ところが宋王朝(南北で10―13世紀)の時代、北方異民族の勢いが再び盛り返す。北方民族を統制できなくなるばかりか、毎年のように多額の贈与金を支払う立場に追い込まれた。過去は漢人王朝の側が四夷の民に朝貢させていたのだから、立場の逆転である。屈辱であり、腹立たしい事態。このため宋代には「華夷思想」が再燃した。司馬光が宋代に編纂した歴史書『資治通鑑(しじつがん)』の内容に、その影響を指摘する研究者もいる。
ちなみに、これら「北狄」に対する変化と、日本など「東夷」へのまなざしとは異なる。
<個人的利益だけに関心をもち、礼儀とか道義とかを知らない。若者たちがうまいものを食べ、老人たちはその残り物を食べた……>(『史記列伝』のうち「匈奴列伝」、筑摩書房)。敬老の念が薄い「北狄」には手厳しい。
<『礼記』王制篇に「東夷諸民族は生まれつきが従順で、道理をもってすれば容易に治められるといい、君子の国や不死の国があるとさえ言われる。(中略)そこで孔子は居住しようと望んだ>(『東アジア民族史1正史東夷伝』から「後漢書東夷伝」、平凡社東洋文庫)。「東夷」は道理と君子の国、孔子さえも「住みたい」と願った国だと手放しの褒(ほ)め方だ。
これからの「中華思想」
どの国、どの時代でも民族意識は、危機に直面した民族がみずからを鼓舞しようとして高め、また高まるものだ。孫文が清朝を打倒して中華民国を建国する際に「中華」の2字を使った理由は、危機に際して民族意識を国民に覚醒させ、高揚させる意図からであった。そこには宋の漢人たちに通じる、孫文の思いが感じ取れる。

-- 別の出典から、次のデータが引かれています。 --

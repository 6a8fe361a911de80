// kanon - k-anonymity de-identification of field vocabularies
// Copyright (c) 2025 Kanon Contributors
// Licensed under the MIT License

//! # kanon - vocabulary de-identification
//!
//! kanon rewrites the rare, identifying values of a profiled field so that
//! every value left in its vocabulary has been seen at least `k` times or is
//! drawn from a public candidate pool.
//!
//! ## Overview
//!
//! - A [`vocab::Vocabulary`] maps values to dense indices. Replacing a value
//!   either relabels its slot or, when the replacement already exists, leaves a
//!   tombstone redirecting to the surviving index, so statistical tables that
//!   cached indices stay valid.
//! - [`deident::KAnonDeidentifier`] replaces each rare value with the closest
//!   public candidate sharing a blocking key, then falls back to a uniform
//!   sample of the pool.
//! - [`deident::RemapDeidentifier`] rewrites structured values (phone numbers
//!   and the like) with a remap function.
//!
//! ## Architecture
//!
//! - [`vocab`] - Vocabulary arena with tombstones and serde form
//! - [`sampling`] - Set-semantics reservoir sampling
//! - [`concurrent`] - Latch, lazy map and chunked dispatch onto rayon
//! - [`deident`] - De-identification engines, distances, observers
//! - [`domain`] - Errors, result alias, field profiles
//! - [`config`] - Configuration management
//! - [`logging`] - Structured logging
//! - [`cli`] - Command-line interface
//!
//! ## Quick Start
//!
//! ```rust,no_run
//! use kanon::deident::{EditDistance, KAnonDeidentifier, KAnonSettings, LineCandidates};
//! use kanon::deident::{NoopObserver, VocabDeidentifier};
//! use kanon::domain::VocabProfile;
//!
//! fn main() -> Result<(), Box<dyn std::error::Error>> {
//!     let profile = VocabProfile::load("given_name.json")?;
//!     let field = profile.field.clone();
//!     let (vocab, counts) = profile.clone().into_vocabulary();
//!
//!     let engine: KAnonDeidentifier<String, Vec<char>> = KAnonDeidentifier::new(
//!         EditDistance::default(),
//!         LineCandidates::open("census_given_names.txt")?,
//!         KAnonSettings::new(30.0),
//!     )?;
//!
//!     let by_value: std::collections::HashMap<String, f64> = profile
//!         .entries
//!         .iter()
//!         .map(|e| (e.value.clone(), e.count))
//!         .collect();
//!     let count = |v: &String| by_value.get(v).copied().unwrap_or(0.0);
//!
//!     let summary = engine.deidentify(&vocab, &count, &NoopObserver)?;
//!     println!("replaced {} of {} rare values", summary.replacements(), summary.victims);
//!
//!     VocabProfile::from_vocabulary(field, &vocab, &counts)?.save("given_name.anon.json")?;
//!     Ok(())
//! }
//! ```
//!
//! ## Error Handling
//!
//! Library operations return [`domain::Result`] with [`domain::KanonError`];
//! vocabulary precondition violations surface as [`domain::VocabError`].

pub mod cli;
pub mod concurrent;
pub mod config;
pub mod deident;
pub mod domain;
pub mod logging;
pub mod sampling;
pub mod vocab;
//! CLI interface and argument parsing
//!
//! This module provides the command-line interface for kanon using clap.

pub mod commands;

use clap::{Parser, Subcommand};

/// kanon - k-anonymity de-identification of field vocabularies
#[derive(Parser, Debug)]
#[command(name = "kanon")]
#[command(version, about, long_about = None)]
#[command(author = "Kanon Contributors")]
pub struct Cli {
    /// Path to configuration file
    #[arg(short, long, default_value = "kanon.toml", env = "KANON_CONFIG")]
    pub config: String,

    /// Log level (trace, debug, info, warn, error)
    #[arg(short, long, env = "KANON_LOG_LEVEL")]
    pub log_level: Option<String>,

    /// Subcommand to execute
    #[command(subcommand)]
    pub command: Commands,
}

/// Available commands
#[derive(Subcommand, Debug)]
pub enum Commands {
    /// De-identify a field profile
    Deidentify(commands::deidentify::DeidentifyArgs),

    /// Validate configuration file
    ValidateConfig(commands::validate::ValidateArgs),

    /// Initialize a new configuration file
    Init(commands::init::InitArgs),
}
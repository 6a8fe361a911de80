//! Concurrent memoizing map
//!
//! Values are built by a factory the first time a key is requested. Concurrent
//! requests for the same key block on the same cell, so the factory runs once
//! per key. The shard lock is released before the factory runs.

use dashmap::DashMap;
use std::hash::Hash;
use std::sync::{Arc, OnceLock};

type Cell<V> = Arc<OnceLock<Arc<V>>>;

/// Lazily populated concurrent map
///
/// # Examples
///
/// ```
/// use kanon::concurrent::LazyConcurrentMap;
///
/// let lengths = LazyConcurrentMap::new(|name: &String| name.chars().count());
/// assert_eq!(*lengths.get(&"Zack".to_string()), 4);
/// assert_eq!(lengths.len(), 1);
/// ```
pub struct LazyConcurrentMap<K, V, F> {
    cells: DashMap<K, Cell<V>>,
    factory: F,
}

impl<K, V, F> LazyConcurrentMap<K, V, F>
where
    K: Eq + Hash + Clone,
    F: Fn(&K) -> V,
{
    pub fn new(factory: F) -> Self {
        Self {
            cells: DashMap::new(),
            factory,
        }
    }

    /// Value for `key`, computing it on first access
    pub fn get(&self, key: &K) -> Arc<V> {
        let cell = match self.cells.get(key) {
            Some(existing) => Arc::clone(existing.value()),
            None => Arc::clone(self.cells.entry(key.clone()).or_default().value()),
        };
        Arc::clone(cell.get_or_init(|| Arc::new((self.factory)(key))))
    }

    /// Whether a cell exists for `key` (it may still be initializing)
    pub fn contains_key(&self, key: &K) -> bool {
        self.cells.contains_key(key)
    }

    pub fn len(&self) -> usize {
        self.cells.len()
    }

    pub fn is_empty(&self) -> bool {
        self.cells.is_empty()
    }
}
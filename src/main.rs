// kanon - k-anonymity de-identification of field vocabularies
// Copyright (c) 2025 Kanon Contributors
// Licensed under the MIT License

use kanon::cli::{Cli, Commands};
use kanon::config::{load_config, LoggingConfig};
use kanon::logging::init_logging;
use clap::Parser;
use std::process;

#[tokio::main]
async fn main() {
    // Load environment variables from .env file if present
    let _ = dotenvy::dotenv();

    let cli = Cli::parse();

    // File logging and the default level come from the config file when it
    // loads; init and validate-config must work without one.
    let (config_level, logging_config) = match &cli.command {
        Commands::Deidentify(_) => match load_config(&cli.config) {
            Ok(config) => (Some(config.application.log_level), config.logging),
            Err(_) => (None, LoggingConfig::default()),
        },
        _ => (None, LoggingConfig::default()),
    };
    let log_level = cli
        .log_level
        .clone()
        .or(config_level)
        .unwrap_or_else(|| "info".to_string());

    let guard = match init_logging(&log_level, &logging_config) {
        Ok(guard) => guard,
        Err(e) => {
            eprintln!("Failed to initialize logging: {e}");
            process::exit(5);
        }
    };

    tracing::info!(version = env!("CARGO_PKG_VERSION"), "kanon");

    let exit_code = match execute_command(&cli).await {
        Ok(code) => code,
        Err(e) => {
            kanon::log_error_with_context!(e, "Command execution failed");
            eprintln!("Error: {e:#}");
            5 // Fatal error exit code
        }
    };

    // process::exit skips destructors; flush the file logger first
    drop(guard);
    process::exit(exit_code);
}

/// Execute the CLI command
async fn execute_command(cli: &Cli) -> anyhow::Result<i32> {
    match &cli.command {
        Commands::Deidentify(args) => args.execute(&cli.config).await,
        Commands::ValidateConfig(args) => args.execute(&cli.config).await,
        Commands::Init(args) => args.execute().await,
    }
}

このように歴史を振り返りつつ、現在の中国を歴史という鏡に映せば、どんな姿が見えてくるか。かつて排した「覇権主義」に乗り換え、宋王朝時代のような「中華思想」が加われば、とんでもない危険国家になるだろう。成長著しい現在の中国は、世界の列強の一員に加わらんと力んだ、かつての日本の姿に似ている。